Ryan Seacrest is the new mastermind of Idol.

Obsessive analysis of American Idol.
April 1 2010 11:29 AM

Ryan Seacrest

This week, he proves he's the new mastermind of Idol.

Ryan Seacrest. Click image to expand.
Ryan Seacrest

Forget Simon Cowell. Forget Simon Fuller. You know what? Forget Simon and Garfunkel, Simon Bólivar, and Simon de Montfort, too (look him up! And then …forget him)—because Ryan Seacrest is the new mastermind of Idol. Between his continued breaching of Cowell's desk-area restraining order and his superpersonal questions for the singers, Ryan seems to be taking advantage of this season's chaos to openly manipulate the contestants, the judges, and especially America. This week, he stoutly defended Teflon Tim's perpetual good cheer, tried to motivate votes by badgering Didi into crying about her dead friend, told us in no uncertain terms that Mike Lynche equals Ruben Studdard, and pulled the "Vote for My Awesome Mom" card on behalf of Andrew Garcia.

Everything kind of backfired, though. Didi kept it together for the first time in eight weeks, and then everyone else cried when she was sent home. Lapel-mic issues meant that Mama Garcia ended up yelling, "¡¿Que traes?!" at Simon directly into Ryan's chest, and Michael nearly tossed Ryan into the audience in a demonstration of machismo. (Ryan is tiny—like Napoleon. And for every "sensitive" song Big Mike sings, I think he sends himself to the gym for 50 curls.) But at the end of it all, Silicone Seacrest appeared unruffled.


He's come so far from the days of Dunkleman; I don't know where the time's gone. It's like we blinked and now Ryan's in Burberry suits, and Ruben is a vegan, and the guests are artists who've had new hits within the last 10 years. Remember when it was all Barry Manilow and Peter Noone?
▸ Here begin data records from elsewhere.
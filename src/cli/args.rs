use clap::{ArgAction, Parser, Subcommand};

#[derive(Parser, Debug, Clone)]
#[command(
    name = "subadmin",
    version,
    about = "admin dashboard for user submissions",
    long_about = "subadmin lists, searches, deletes and exports user submission records held in a realtime database collection.\n\nExamples:\n  subadmin --db https://demo-default-rtdb.firebaseio.com\n  subadmin list --search hdfc --page 2\n  subadmin export -s sbi -o ./exports/\n  subadmin delete --yes -- -NxY3kPq_9aBcD\n\nTip: Use --init-config to write ~/.subadmin/config.yml and keep CLI invocations short."
)]
pub struct CliArgs {
    #[command(subcommand)]
    pub command: Option<Command>,

    #[arg(
        short = 'v',
        long = "vb",
        visible_alias = "verbose",
        action = ArgAction::Count,
        global = true,
        help_heading = "Output",
        help = "Increase log verbosity (-v, -vv). RUST_LOG takes precedence."
    )]
    pub verbose: u8,

    #[arg(
        short = 'n',
        long = "nc",
        visible_alias = "no-color",
        global = true,
        help_heading = "Output",
        help = "Disable colored output."
    )]
    pub no_color: bool,

    #[arg(
        short = 'c',
        long = "clr",
        visible_alias = "color",
        global = true,
        help_heading = "Output",
        help = "Enable colored output (overrides --no-color)."
    )]
    pub color: bool,

    #[arg(
        short = 'C',
        long = "cfg",
        visible_alias = "config",
        value_name = "FILE",
        global = true,
        help_heading = "Input",
        help = "Path to config file (defaults to ~/.subadmin/config.yml)."
    )]
    pub config: Option<String>,

    #[arg(
        long = "init-config",
        help_heading = "Input",
        help = "Write a commented default config file and exit."
    )]
    pub init_config: bool,

    #[arg(
        long = "db",
        visible_alias = "database-url",
        value_name = "URL",
        env = "SUBADMIN_DATABASE_URL",
        global = true,
        help_heading = "Store",
        help = "Realtime database URL (e.g. https://demo-default-rtdb.firebaseio.com)."
    )]
    pub database_url: Option<String>,

    #[arg(
        long = "col",
        visible_alias = "collection",
        value_name = "NAME",
        global = true,
        help_heading = "Store",
        help = "Collection holding the submissions (default: users)."
    )]
    pub collection: Option<String>,

    #[arg(
        long = "auth",
        value_name = "TOKEN",
        env = "SUBADMIN_AUTH",
        hide_env_values = true,
        global = true,
        help_heading = "Store",
        help = "Access token sent as the auth query parameter."
    )]
    pub auth_token: Option<String>,

    #[arg(
        short = 'T',
        long = "to",
        visible_alias = "timeout",
        value_name = "SECONDS",
        global = true,
        help_heading = "HTTP",
        help = "Per-request timeout in seconds."
    )]
    pub timeout: Option<usize>,

    #[arg(
        short = 'p',
        long = "px",
        visible_alias = "proxy",
        value_name = "URL",
        global = true,
        help_heading = "HTTP",
        help = "HTTP proxy URL (e.g. http://127.0.0.1:8080)."
    )]
    pub proxy: Option<String>,

    #[arg(
        long = "ps",
        visible_alias = "page-size",
        value_name = "N",
        global = true,
        help_heading = "Table",
        help = "Rows per page (default: 10)."
    )]
    pub page_size: Option<usize>,

    #[arg(
        short = 'y',
        long = "yes",
        visible_alias = "assume-yes",
        global = true,
        help_heading = "Actions",
        help = "Skip confirmation prompts for delete and clear."
    )]
    pub yes: bool,
}

#[derive(Subcommand, Debug, Clone, PartialEq, Eq)]
pub enum Command {
    /// Print one page of submissions.
    List {
        #[arg(
            short = 's',
            long = "search",
            value_name = "TERM",
            help = "Filter by mobile, amount, bank or pin."
        )]
        search: Option<String>,

        #[arg(
            long = "page",
            value_name = "N",
            default_value_t = 1,
            help = "Page to show (clamped to the last page)."
        )]
        page: usize,

        #[arg(
            short = 'A',
            long = "of",
            visible_alias = "format",
            value_name = "FORMAT",
            help = "Output format (table or json)."
        )]
        format: Option<String>,
    },

    /// Delete one submission by id.
    Delete {
        #[arg(value_name = "ID", allow_hyphen_values = true)]
        id: String,
    },

    /// Delete every submission.
    Clear,

    /// Write the (filtered) submissions as CSV.
    Export {
        #[arg(
            short = 's',
            long = "search",
            value_name = "TERM",
            help = "Export only matching submissions."
        )]
        search: Option<String>,

        #[arg(
            short = 'o',
            long = "out",
            visible_alias = "output",
            value_name = "PATH",
            help = "Output file, or directory for user-submissions-<date>.csv."
        )]
        output: Option<String>,
    },

    /// Interactive dashboard (default).
    Shell,
}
Well, on Wednesday, Diddy did what Diddy does (didn't he?), which apparently requires a strobe-light warning, to spread the news about an album that won't even drop till the end of June. That's right; it's so current it doesn't even exist yet.

Oh, and I've got an idea for the Idol finale this May. Not Crystal vs. Siobhan; or Crystal vs. Lee; or, God forbid, Crystal vs. Tim—it'll be Raymond vs. Raymond all the way! Usher, or the "Godson of Soul," in addition to teaching the Idols how to smolder at the camera like Constantine Maroulis," was on set to promote his own album, which at first I thought was just called Raymond. (Nice to meet you, Raymond, this is my album Bob.) But, no, there are two Raymonds, because Usher has a "dichotomy." One side of him is a Lit major?

Actually, I loved him just a little more for unleashing the jargon on Idol, a little more than that for his M.J. moves and bringing along will.i.am (Oh My Gosh!), and even more for getting Lee DeWyze to finally, finally be-Lee-ve in himself the way the judges have been wanting. After a "Treat Her Like a Lady" that happily turned out to be the Cornelius Brothers song and not the Céline Dion one, I am now firmly onboard, DeWyze-wise. So is Ryan, who rejoiced with him at the judges' praise, shouting, "Dude! Oh, that's awesome!" while Lee, in a fit of post-performance nerves, disarmingly ate his guitar pick.

Even though this week brought home a decade of changes for me, I was glad the show saved its soul and brought back the Idol I fell in love with. These were songs with titles spelled out in words instead of text-speak—there were choreographed saxes and the fabulous backup singers on the stage—songs that Idol used in the traumatized aughts to remind America where American music came from. Only, that said, they also made it especially obvious that besides Michael Lynche and his gorgeous India.Arie cover, the only black artists singing soul this week were the guests and the backup vocalists.

This sort of inequality used to be a big deal for Idol viewers, sending them rampaging to the forums, but I didn't see a word there tonight. Back when Ruben Studdard won, an opinion columnist at AfricaHome.com declared that "Ruben, believe it or not, on Wednesday night was, on that very stage, elected the first black president of the United States." At that moment in 2003, exactly half the (two) winners were singers of color, but in 2010 the score won't look as stellar if it's three out of nine. Then again, what do I know about racial identity? I'm no U.S. census. In any case, I'm not going to the "American Idol is racist" place. It's just that the show used to make an effort to represent—even if it was in the most superficial, token ways—the broadest demographic it could, and I think maybe, along with Big Band Night and Ryan's frosted tips, we should miss that.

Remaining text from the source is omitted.